O secretário-executivo do Ministério do Trabalho e Emprego, Francisco Macena, disse nesta sexta-feira, 28, que o varejo vem sucessivamente perdendo postos de trabalho, resultado que ele atribuiu a uma combinação de fatores, puxada pelos juros.
Macena comentou os resultados do Novo Cadastro Geral de Empregados e Desempregados (Caged) de julho de 2026 no lugar do ministro Luiz Marinho. O mercado de trabalho brasileiro abriu 58.568 postos de trabalho em julho, o pior resultado para um mês neste ano de 2026. Também foi o pior julho da série atual do Novo Caged, iniciada em 2020.
“A taxa de juros é um fator que tem afetado objetivamente os postos de trabalho no comércio, isso inibe dois movimentos, que é o crédito, a compra, propriamente dita do ponto de vista do consumidor, e também o impacto dos investimentos feitos”, analisou.

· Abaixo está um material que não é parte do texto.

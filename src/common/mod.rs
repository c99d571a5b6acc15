mod directory;
mod frontmatter;

use std::path::PathBuf;

pub(crate) use directory::{
    SKILL_FILE, display_relative, escapes_root, glob_files, is_markdown, is_skill_file,
    resolve_relative,
};
pub use frontmatter::{
    FrontmatterError, ParsedDocument, ScalarStyle, parse_frontmatter, scalar_style,
    split_frontmatter,
};

pub(crate) fn home_dir() -> Option<PathBuf> {
    directories::UserDirs::new().map(|d| d.home_dir().to_path_buf())
}
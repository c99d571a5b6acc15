use std::path::PathBuf;

use super::violation::{Severity, Violation, ViolationKind};

/// Fatal loader failures. Nothing downstream can run after one of these.
#[derive(Debug, thiserror::Error)]
pub enum PluginError {
    #[error("Plugin manifest not found: {path}")]
    ManifestNotFound { path: PathBuf },

    #[error("Malformed manifest at {path}: {reason}")]
    MalformedManifest { path: PathBuf, reason: String },

    #[error("Failed to read {path}: {source}")]
    Read {
        path: PathBuf,
        #[source]
        source: std::io::Error,
    },
}

impl PluginError {
    pub fn path(&self) -> &std::path::Path {
        match self {
            Self::ManifestNotFound { path }
            | Self::MalformedManifest { path, .. }
            | Self::Read { path, .. } => path,
        }
    }

    pub fn kind(&self) -> ViolationKind {
        match self {
            Self::ManifestNotFound { .. } => ViolationKind::MissingManifest,
            Self::MalformedManifest { .. } => ViolationKind::MalformedManifest,
            Self::Read { .. } => ViolationKind::UnreadableFile,
        }
    }

    /// Report entry for a failure that stopped the pass.
    pub fn to_violation(&self) -> Violation {
        Violation::new(self.kind(), self.path().display().to_string(), self.to_string())
            .with_severity(Severity::Error)
    }
}

#[cfg(test)]
mod tests {
    use super::*;

    #[test]
    fn test_error_display() {
        let err = PluginError::ManifestNotFound {
            path: PathBuf::from("/plugins/test/plugin.json"),
        };
        assert!(err.to_string().contains("/plugins/test/plugin.json"));

        let err = PluginError::MalformedManifest {
            path: PathBuf::from("/plugins/bad/plugin.json"),
            reason: "expected value at line 1".into(),
        };
        assert!(err.to_string().contains("expected value"));
        assert_eq!(err.path(), std::path::Path::new("/plugins/bad/plugin.json"));
    }

    #[test]
    fn test_read_error_keeps_source() {
        let err = PluginError::Read {
            path: PathBuf::from("/plugins/locked/plugin.json"),
            source: std::io::Error::new(std::io::ErrorKind::PermissionDenied, "denied"),
        };
        assert!(std::error::Error::source(&err).is_some());

        let violation = err.to_violation();
        assert_eq!(violation.kind, ViolationKind::UnreadableFile);
        assert_eq!(violation.severity, Severity::Error);
        assert_eq!(violation.location, "/plugins/locked/plugin.json");
    }

    #[test]
    fn test_kinds() {
        let missing = PluginError::ManifestNotFound {
            path: PathBuf::from("/p/.claude-plugin/plugin.json"),
        };
        assert_eq!(missing.kind(), ViolationKind::MissingManifest);
        assert_eq!(missing.to_violation().kind, ViolationKind::MissingManifest);
    }
}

O secretário-executivo também pontuou que há uma mudança da atividade do varejo, com um direcionamento cada vez maior para o comércio virtual, com o crescimento das lojas online. “Recebemos no Ministério do Trabalho e Emprego demandas desse setor para intermediação de empregabilidade, que tem aumentado no setor das lojas virtuais.”
Ele citou os casos recentes das Casas Bahia e das Lojas Americanas para dizer que a recuperação das vendas pode vir das lojas físicas mais do que das virtuais. “Eu acredito que é um reposicionamento momentâneo que o varejo vai ter que passar, e não acredito que isso seja uma crise mais estrutural.”
Sobre a estimativa para o saldo final do ano, Macena observou que o crescimento econômico teve uma desaceleração. “Vamos ter a expectativa de agosto, setembro, outubro e novembro, como é que vai se dar o crescimento. Todos nós sabemos que novembro e principalmente dezembro são meses negativos para nós, na geração de empregos, e vamos acompanhar com expectativa que o cenário econômico também mude um pouco nesse período.”
A respeito do vazamento de dados do Caged – que foram divulgados às 13h24 no site da pasta -, o número dois do Ministério do Trabalho afirmou que também quer saber o que motivou o erro. “Nós vamos procurar entender de onde saiu esse vazamento. A gente tomou todas as medidas, como sempre, para que isso não pudesse ocorrer. Já tinha ocorrido lá no passado, a partir daí corrigimos até os horários em que divulgaríamos o resultado do Caged”, argumentou.